//! Command-line interface.
//!
//! [`args`] defines the clap surface; [`commands`] holds one implementation
//! per subcommand plus the dispatcher that routes to them.

pub mod args;
pub mod commands;

pub use args::{Cli, Commands};
pub use commands::dispatcher::{Command, CommandDispatcher, CommandResult};
//! Get command implementation.
//!
//! `systags get -k <key>` resolves a single key through the tier
//! precedence (system, config, remote) and prints the value, falling back
//! to `--default` when the key is in no tier.

use crate::cli::args::GetArgs;
use crate::error::Result;
use crate::store::{FileRepository, TagStore};
use crate::ui::UserInterface;

use super::dispatcher::{Command, CommandResult};

/// The get command implementation.
pub struct GetCommand {
    repository: FileRepository,
    args: GetArgs,
}

impl GetCommand {
    /// Create a new get command.
    pub fn new(repository: FileRepository, args: GetArgs) -> Self {
        Self { repository, args }
    }
}

impl Command for GetCommand {
    fn execute(&self, ui: &mut dyn UserInterface) -> Result<CommandResult> {
        let mut store = TagStore::new();
        self.repository.load(&mut store)?;

        ui.message(&store.get(&self.args.key, &self.args.default));
        Ok(CommandResult::success())
    }
}
//! Trait seam for holders that custody a fungible asset under their own
//! address.

use saifu_types::{AccountId, Amount, Result};

/// A single fungible asset addressable by account.
///
/// Implemented by the token; consumed by custody primitives such as the
/// standalone timelock, which only ever need to read their own balance and
/// move it out.
pub trait FungibleAsset {
    /// Address identifying this asset.
    fn address(&self) -> AccountId;

    /// Balance of `account` in this asset.
    fn balance_of(&self, account: &AccountId) -> Amount;

    /// Move `amount` from `caller` to `to`, with the asset's usual checks.
    fn transfer(&mut self, caller: AccountId, to: AccountId, amount: Amount) -> Result<()>;
}
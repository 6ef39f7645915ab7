//! Balance and allowance tables.
//!
//! Tracks per-account balances and per-(owner, spender) allowances.
//! All mutations are atomic: either the full operation succeeds or
//! both tables are unchanged. Zero entries are removed, so an absent
//! account and a zero balance are the same state.

use std::collections::HashMap;

use saifu_types::{math, AccountId, Amount, Result, SaifuError};

/// The main ledger: balances and allowances.
///
/// The Ledger is the source of truth for all balance state outside
/// vesting holders. Higher layers call into it to move value in and out
/// of holder custody (`debit` / `credit`).
#[derive(Debug, Clone, Default)]
pub struct Ledger {
    /// Per-account balances.
    balances: HashMap<AccountId, Amount>,
    /// Per-(owner, spender) allowances.
    allowances: HashMap<(AccountId, AccountId), Amount>,
}

impl Ledger {
    /// Create a new empty ledger.
    #[must_use]
    pub fn new() -> Self {
        Self {
            balances: HashMap::new(),
            allowances: HashMap::new(),
        }
    }

    /// Create a ledger holding the genesis allocations.
    ///
    /// Repeated accounts accumulate.
    ///
    /// # Errors
    /// Returns `ArithmeticFault` if an account's total overflows.
    pub fn mint_genesis<I>(allocations: I) -> Result<Self>
    where
        I: IntoIterator<Item = (AccountId, Amount)>,
    {
        let mut ledger = Self::new();
        for (account, amount) in allocations {
            ledger.credit(account, amount)?;
        }
        Ok(ledger)
    }

    /// Balance of an account. Unknown accounts hold zero.
    #[must_use]
    pub fn balance_of(&self, account: &AccountId) -> Amount {
        self.balances.get(account).copied().unwrap_or_default()
    }

    /// Remaining amount `spender` may draw from `owner`.
    #[must_use]
    pub fn allowance(&self, owner: &AccountId, spender: &AccountId) -> Amount {
        self.allowances
            .get(&(*owner, *spender))
            .copied()
            .unwrap_or_default()
    }

    /// Transfer `amount` from `from` to `to`.
    ///
    /// # Errors
    /// - `InvalidRecipient` if `to` is null
    /// - `InsufficientBalance` if `from` holds less than `amount`
    /// - `ArithmeticFault` if `to`'s balance would overflow
    pub fn transfer(&mut self, from: AccountId, to: AccountId, amount: Amount) -> Result<()> {
        if to.is_null() {
            return Err(SaifuError::InvalidRecipient);
        }
        self.move_balance(from, to, amount)?;
        tracing::debug!(from = %from, to = %to, amount = %amount, "Transfer");
        Ok(())
    }

    /// Overwrite the allowance of `spender` over `owner`'s balance.
    pub fn approve(&mut self, owner: AccountId, spender: AccountId, amount: Amount) {
        self.set_allowance(owner, spender, amount);
        tracing::debug!(owner = %owner, spender = %spender, amount = %amount, "Approval");
    }

    /// Raise an allowance by `delta`. Returns the new allowance.
    ///
    /// # Errors
    /// Returns `ArithmeticFault` if the allowance would overflow.
    pub fn increase_approval(
        &mut self,
        owner: AccountId,
        spender: AccountId,
        delta: Amount,
    ) -> Result<Amount> {
        let updated = math::checked_add(self.allowance(&owner, &spender), delta)?;
        self.set_allowance(owner, spender, updated);
        tracing::debug!(
            owner = %owner,
            spender = %spender,
            allowance = %updated,
            "Approval increased"
        );
        Ok(updated)
    }

    /// Lower an allowance by `delta`, clamping at zero. Returns the new allowance.
    pub fn decrease_approval(
        &mut self,
        owner: AccountId,
        spender: AccountId,
        delta: Amount,
    ) -> Amount {
        let updated = self.allowance(&owner, &spender).saturating_sub(delta);
        self.set_allowance(owner, spender, updated);
        tracing::debug!(
            owner = %owner,
            spender = %spender,
            allowance = %updated,
            "Approval decreased"
        );
        updated
    }

    /// Spend `spender`'s allowance over `from` to move `amount` to `to`.
    ///
    /// # Errors
    /// - `InvalidRecipient` if `to` is null
    /// - `InsufficientAllowance` if the allowance is below `amount`
    /// - `InsufficientBalance` if `from` holds less than `amount`
    /// - `ArithmeticFault` if `to`'s balance would overflow
    pub fn transfer_from(
        &mut self,
        spender: AccountId,
        from: AccountId,
        to: AccountId,
        amount: Amount,
    ) -> Result<()> {
        if to.is_null() {
            return Err(SaifuError::InvalidRecipient);
        }
        let allowed = self.allowance(&from, &spender);
        if allowed < amount {
            return Err(SaifuError::InsufficientAllowance {
                needed: amount,
                available: allowed,
            });
        }
        let remaining = math::checked_sub(allowed, amount)?;

        // Balance move validates everything it needs before writing; the
        // allowance write comes after so a failed move leaves it untouched.
        self.move_balance(from, to, amount)?;
        self.set_allowance(from, spender, remaining);

        tracing::debug!(
            spender = %spender,
            from = %from,
            to = %to,
            amount = %amount,
            "Delegated transfer"
        );
        Ok(())
    }

    /// Remove `amount` from an account (value leaves the main ledger,
    /// e.g. into holder custody).
    ///
    /// # Errors
    /// Returns `InsufficientBalance` if the account holds less than `amount`.
    pub fn debit(&mut self, account: AccountId, amount: Amount) -> Result<()> {
        let available = self.balance_of(&account);
        if available < amount {
            return Err(SaifuError::InsufficientBalance {
                needed: amount,
                available,
            });
        }
        let updated = math::checked_sub(available, amount)?;
        self.set_balance(account, updated);
        Ok(())
    }

    /// Add `amount` to an account (value enters the main ledger,
    /// e.g. out of holder custody).
    ///
    /// # Errors
    /// Returns `ArithmeticFault` if the balance would overflow.
    pub fn credit(&mut self, account: AccountId, amount: Amount) -> Result<()> {
        let updated = math::checked_add(self.balance_of(&account), amount)?;
        self.set_balance(account, updated);
        Ok(())
    }

    /// Zero an account's balance, returning what it held.
    pub fn burn_balance(&mut self, account: &AccountId) -> Amount {
        self.balances.remove(account).unwrap_or_default()
    }

    /// Sum of all balances.
    ///
    /// # Errors
    /// Returns `ArithmeticFault` if the sum overflows (only possible if the
    /// ledger was corrupted).
    pub fn circulating(&self) -> Result<Amount> {
        math::checked_sum(self.balances.values().copied())
    }

    /// All non-zero balances, in no particular order.
    pub fn balances(&self) -> impl Iterator<Item = (&AccountId, &Amount)> {
        self.balances.iter()
    }

    /// All non-zero allowances as `((owner, spender), amount)`.
    pub fn allowances(&self) -> impl Iterator<Item = (&(AccountId, AccountId), &Amount)> {
        self.allowances.iter()
    }

    /// Accounts with a non-zero balance.
    pub fn accounts(&self) -> impl Iterator<Item = &AccountId> {
        self.balances.keys()
    }

    /// Number of accounts with a non-zero balance.
    #[must_use]
    pub fn account_count(&self) -> usize {
        self.balances.len()
    }

    /// Core balance move without recipient validation.
    ///
    /// Both new balances are computed before either is written.
    pub fn move_balance(&mut self, from: AccountId, to: AccountId, amount: Amount) -> Result<()> {
        let from_balance = self.balance_of(&from);
        if from_balance < amount {
            return Err(SaifuError::InsufficientBalance {
                needed: amount,
                available: from_balance,
            });
        }
        if from == to {
            return Ok(());
        }
        let new_from = math::checked_sub(from_balance, amount)?;
        let new_to = math::checked_add(self.balance_of(&to), amount)?;
        self.set_balance(from, new_from);
        self.set_balance(to, new_to);
        Ok(())
    }

    fn set_balance(&mut self, account: AccountId, amount: Amount) {
        if amount.is_zero() {
            self.balances.remove(&account);
        } else {
            self.balances.insert(account, amount);
        }
    }

    fn set_allowance(&mut self, owner: AccountId, spender: AccountId, amount: Amount) {
        if amount.is_zero() {
            self.allowances.remove(&(owner, spender));
        } else {
            self.allowances.insert((owner, spender), amount);
        }
    }
}
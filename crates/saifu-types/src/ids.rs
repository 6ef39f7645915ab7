//! Account identifiers used throughout the ledger.
//!
//! An account is a fixed-length 20-byte opaque handle. The all-zero value
//! is the null identifier and is never a valid destination.

use std::fmt;

use serde::{Deserialize, Serialize};
use sha2::{Digest, Sha256};

/// Byte length of an [`AccountId`].
pub const ACCOUNT_ID_LEN: usize = 20;

/// Opaque identifier of a party able to hold balance.
#[derive(Debug, Clone, Copy, PartialEq, Eq, Hash, Ord, PartialOrd, Serialize, Deserialize)]
pub struct AccountId(pub [u8; ACCOUNT_ID_LEN]);

impl AccountId {
    /// The null identifier.
    pub const ZERO: Self = Self([0u8; ACCOUNT_ID_LEN]);

    /// Whether this is the null identifier.
    #[must_use]
    pub fn is_null(&self) -> bool {
        self.0 == [0u8; ACCOUNT_ID_LEN]
    }

    /// Deterministic identifier derived from a domain tag and a parent account.
    ///
    /// Used to give sub-ledgers (vesting holders, the token itself) stable
    /// addresses: the same inputs always produce the same identifier.
    #[must_use]
    pub fn derived(domain: &[u8], parent: &AccountId) -> Self {
        let mut hasher = Sha256::new();
        hasher.update(domain);
        hasher.update(parent.0);
        let hash = hasher.finalize();
        let mut bytes = [0u8; ACCOUNT_ID_LEN];
        bytes.copy_from_slice(&hash[..ACCOUNT_ID_LEN]);
        Self(bytes)
    }
}

impl fmt::Display for AccountId {
    fn fmt(&self, f: &mut fmt::Formatter<'_>) -> fmt::Result {
        write!(f, "0x{}", hex::encode(self.0))
    }
}

/// Test identifiers. **Never use in production.**
#[cfg(any(test, feature = "test-helpers"))]
impl AccountId {
    /// A random non-null identifier.
    #[must_use]
    pub fn random() -> Self {
        loop {
            let id = Self(rand::random());
            if !id.is_null() {
                return id;
            }
        }
    }

    /// Identifier whose last eight bytes hold `n` big-endian.
    #[must_use]
    pub fn from_low_u64(n: u64) -> Self {
        let mut bytes = [0u8; ACCOUNT_ID_LEN];
        bytes[ACCOUNT_ID_LEN - 8..].copy_from_slice(&n.to_be_bytes());
        Self(bytes)
    }
}
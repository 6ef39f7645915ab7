//! Caller-supplied time.
//!
//! The ledger never reads a clock itself. Every time-dependent operation
//! receives the current [`Timestamp`] from its caller.

use std::fmt;

use chrono::{DateTime, Utc};
use serde::{Deserialize, Serialize};

use crate::{Result, SaifuError};

/// Seconds since the UNIX epoch.
#[derive(Debug, Clone, Copy, PartialEq, Eq, Hash, Ord, PartialOrd, Serialize, Deserialize)]
pub struct Timestamp(pub u64);

impl Timestamp {
    /// Current wall-clock time, for callers that present the system clock.
    #[must_use]
    pub fn now() -> Self {
        Self::from_datetime(Utc::now())
    }

    /// Convert from a chrono datetime. Instants before the epoch clamp to 0.
    #[must_use]
    pub fn from_datetime(dt: DateTime<Utc>) -> Self {
        Self(u64::try_from(dt.timestamp()).unwrap_or(0))
    }

    /// Convert to a chrono datetime, if representable.
    #[must_use]
    pub fn to_datetime(self) -> Option<DateTime<Utc>> {
        i64::try_from(self.0)
            .ok()
            .and_then(|secs| DateTime::from_timestamp(secs, 0))
    }

    /// `self + seconds`, failing instead of wrapping.
    pub fn checked_add_secs(self, seconds: u64) -> Result<Self> {
        self.0
            .checked_add(seconds)
            .map(Self)
            .ok_or(SaifuError::ArithmeticFault { op: "time_add" })
    }

    /// Whether `release_time` has been reached at this instant.
    #[must_use]
    pub fn has_reached(self, release_time: Timestamp) -> bool {
        self >= release_time
    }
}

impl fmt::Display for Timestamp {
    fn fmt(&self, f: &mut fmt::Formatter<'_>) -> fmt::Result {
        write!(f, "{}", self.0)
    }
}
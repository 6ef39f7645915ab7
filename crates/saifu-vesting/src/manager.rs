//! Vesting manager: creates, looks up and releases per-beneficiary holders.
//!
//! The VestingManager atomically debits the funding account and places the
//! amount in a holder's custody. When the release time is reached, unlocking
//! credits the full custody to the beneficiary and marks the holder RELEASED.

use std::collections::HashMap;

use saifu_ledger::Ledger;
use saifu_types::{
    constants, math, AccountId, Amount, HolderRecord, HolderState, Result, SaifuError, Timestamp,
};

/// Arena of holder ledgers, one per beneficiary, created lazily.
#[derive(Debug, Clone, Default)]
pub struct VestingManager {
    /// Holders indexed by beneficiary.
    holders: HashMap<AccountId, HolderRecord>,
}

impl VestingManager {
    /// Create a manager with no holders.
    #[must_use]
    pub fn new() -> Self {
        Self {
            holders: HashMap::new(),
        }
    }

    /// Rebuild a manager from persisted holder records.
    ///
    /// # Errors
    /// Returns `SupplyInvariantViolation` if a record is inconsistent:
    /// duplicate beneficiary, foreign address, or custody left in a
    /// released holder.
    pub fn from_records<I>(records: I) -> Result<Self>
    where
        I: IntoIterator<Item = HolderRecord>,
    {
        let mut holders = HashMap::new();
        for record in records {
            let reason = if record.address != Self::holder_address(&record.beneficiary) {
                Some("holder address does not match beneficiary")
            } else if record.state == HolderState::Released && !record.custody.is_zero() {
                Some("released holder still has custody")
            } else if holders.contains_key(&record.beneficiary) {
                Some("duplicate holder for beneficiary")
            } else {
                None
            };
            if let Some(reason) = reason {
                return Err(SaifuError::SupplyInvariantViolation {
                    reason: format!("{reason}: {}", record.beneficiary),
                });
            }
            holders.insert(record.beneficiary, record);
        }
        Ok(Self { holders })
    }

    /// Stable holder address for a beneficiary.
    #[must_use]
    pub fn holder_address(beneficiary: &AccountId) -> AccountId {
        AccountId::derived(constants::HOLDER_DOMAIN, beneficiary)
    }

    /// Atomically debit `from` and lock `amount` for `beneficiary`.
    ///
    /// 1. Validate the beneficiary, amount and holder state
    /// 2. Debit `from` in the ledger
    /// 3. Create (or re-arm a released) holder in LOCKED state
    ///
    /// If the debit fails, no holder is created or changed.
    ///
    /// # Errors
    /// - `InvalidRecipient` if `beneficiary` is null
    /// - `InvalidAmount` if `amount` is zero
    /// - `HolderAlreadyActive` if the beneficiary's holder is still LOCKED
    /// - `InsufficientBalance` if `from` can't fund the lock
    pub fn lock(
        &mut self,
        ledger: &mut Ledger,
        from: AccountId,
        beneficiary: AccountId,
        amount: Amount,
        release_time: Timestamp,
        now: Timestamp,
    ) -> Result<AccountId> {
        self.check_lockable(beneficiary, amount)?;

        // Step 1: move value out of the main ledger (atomic on its own)
        ledger.debit(from, amount)?;

        // Step 2: place it in custody
        let address = Self::holder_address(&beneficiary);
        let record = HolderRecord {
            address,
            beneficiary,
            custody: amount,
            release_time,
            state: HolderState::Locked,
            locked_at: now,
        };
        self.holders.insert(beneficiary, record);

        tracing::info!(
            beneficiary = %beneficiary,
            holder = %address,
            amount = %amount,
            release_time = %release_time,
            "Tokens locked"
        );
        Ok(address)
    }

    /// Validate a lock without performing it.
    ///
    /// # Errors
    /// Same argument and state errors as [`lock`](Self::lock), minus the
    /// funding check.
    pub fn check_lockable(&self, beneficiary: AccountId, amount: Amount) -> Result<()> {
        if beneficiary.is_null() {
            return Err(SaifuError::InvalidRecipient);
        }
        if amount.is_zero() {
            return Err(SaifuError::InvalidAmount {
                reason: "locked amount must be greater than zero".into(),
            });
        }
        if self.get(&beneficiary).is_some_and(HolderRecord::is_locked) {
            return Err(SaifuError::HolderAlreadyActive(beneficiary));
        }
        Ok(())
    }

    /// Release a holder's full custody to its beneficiary.
    ///
    /// Returns the amount released.
    ///
    /// # Errors
    /// - `HolderNotFound` if no holder was ever created for `beneficiary`
    /// - `AlreadyReleased` if the holder is RELEASED
    /// - `NotYetReleasable` if `now` is before the release time
    /// - `ArithmeticFault` if the beneficiary's balance would overflow
    pub fn unlock(
        &mut self,
        ledger: &mut Ledger,
        beneficiary: AccountId,
        now: Timestamp,
    ) -> Result<Amount> {
        let record = self
            .holders
            .get_mut(&beneficiary)
            .ok_or(SaifuError::HolderNotFound(beneficiary))?;

        if !record.state.can_transition_to(HolderState::Released) {
            return Err(SaifuError::AlreadyReleased);
        }
        if !record.is_releasable(now) {
            return Err(SaifuError::NotYetReleasable {
                release_time: record.release_time,
                now,
            });
        }

        let amount = record.custody;
        // Credit first: if it faults the holder keeps its custody.
        ledger.credit(beneficiary, amount)?;
        record.custody = Amount::zero();
        record.state = HolderState::Released;

        tracing::info!(
            beneficiary = %beneficiary,
            holder = %record.address,
            amount = %amount,
            "Tokens unlocked"
        );
        Ok(amount)
    }

    /// Look up a beneficiary's holder.
    #[must_use]
    pub fn get(&self, beneficiary: &AccountId) -> Option<&HolderRecord> {
        self.holders.get(beneficiary)
    }

    /// All holders, in no particular order.
    pub fn holders(&self) -> impl Iterator<Item = &HolderRecord> {
        self.holders.values()
    }

    /// Sum of custody across all holders.
    ///
    /// # Errors
    /// Returns `ArithmeticFault` on overflow (only possible on corrupted state).
    pub fn total_locked(&self) -> Result<Amount> {
        math::checked_sum(self.holders.values().map(|h| h.custody))
    }

    /// Number of holders ever created.
    #[must_use]
    pub fn count(&self) -> usize {
        self.holders.len()
    }

    /// Number of holders currently LOCKED.
    #[must_use]
    pub fn locked_count(&self) -> usize {
        self.holders.values().filter(|h| h.is_locked()).count()
    }
}
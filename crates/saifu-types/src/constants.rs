//! Token parameters and the initial distribution.
//!
//! Amounts are given in base units as `u128` so they can be `const`;
//! convert with `Amount::from(...)`.

/// Token name.
pub const NAME: &str = "Saifu";

/// Token symbol.
pub const SYMBOL: &str = "SFU";

/// Decimal places of the base unit.
pub const DECIMALS: u8 = 18;

/// Base units per whole token.
pub const UNIT: u128 = 10u128.pow(DECIMALS as u32);

/// Total supply minted at creation (200M tokens).
pub const INITIAL_TOTAL_SUPPLY: u128 = 200_000_000 * UNIT;

/// Credited to the controller at creation for the public sale (130M tokens).
pub const AMOUNT_TOKENS_FOR_SELL: u128 = 130_000_000 * UNIT;

/// One-shot payout for the funds reserve (20M tokens).
pub const RESERVED_FOR_FUNDS: u128 = 20_000_000 * UNIT;

/// Cap on cumulative team reservations (50M tokens).
pub const RESERVED_FOR_TEAM: u128 = 50_000_000 * UNIT;

/// Half a year of 365 days, in seconds.
pub const HALF_YEAR: u64 = 182 * 86_400 + 43_200;

/// One year of 365 days, in seconds.
pub const YEAR: u64 = 365 * 86_400;

/// Domain tag for vesting holder addresses.
pub const HOLDER_DOMAIN: &[u8] = b"saifu:holder:v1:";

/// Domain tag for the token's own address (its internal float).
pub const TOKEN_DOMAIN: &[u8] = b"saifu:token:v1:";

/// Domain tag for the state digest.
pub const DIGEST_DOMAIN: &[u8] = b"saifu:state:v1:";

TASK PROMPT: When a line in the records holds the string "overflows", copy that line.

REPLY TO THE EXERCISE:
    /// Returns `ArithmeticFault` if an account's total overflows.
    /// Returns `ArithmeticFault` if the sum overflows (only possible if the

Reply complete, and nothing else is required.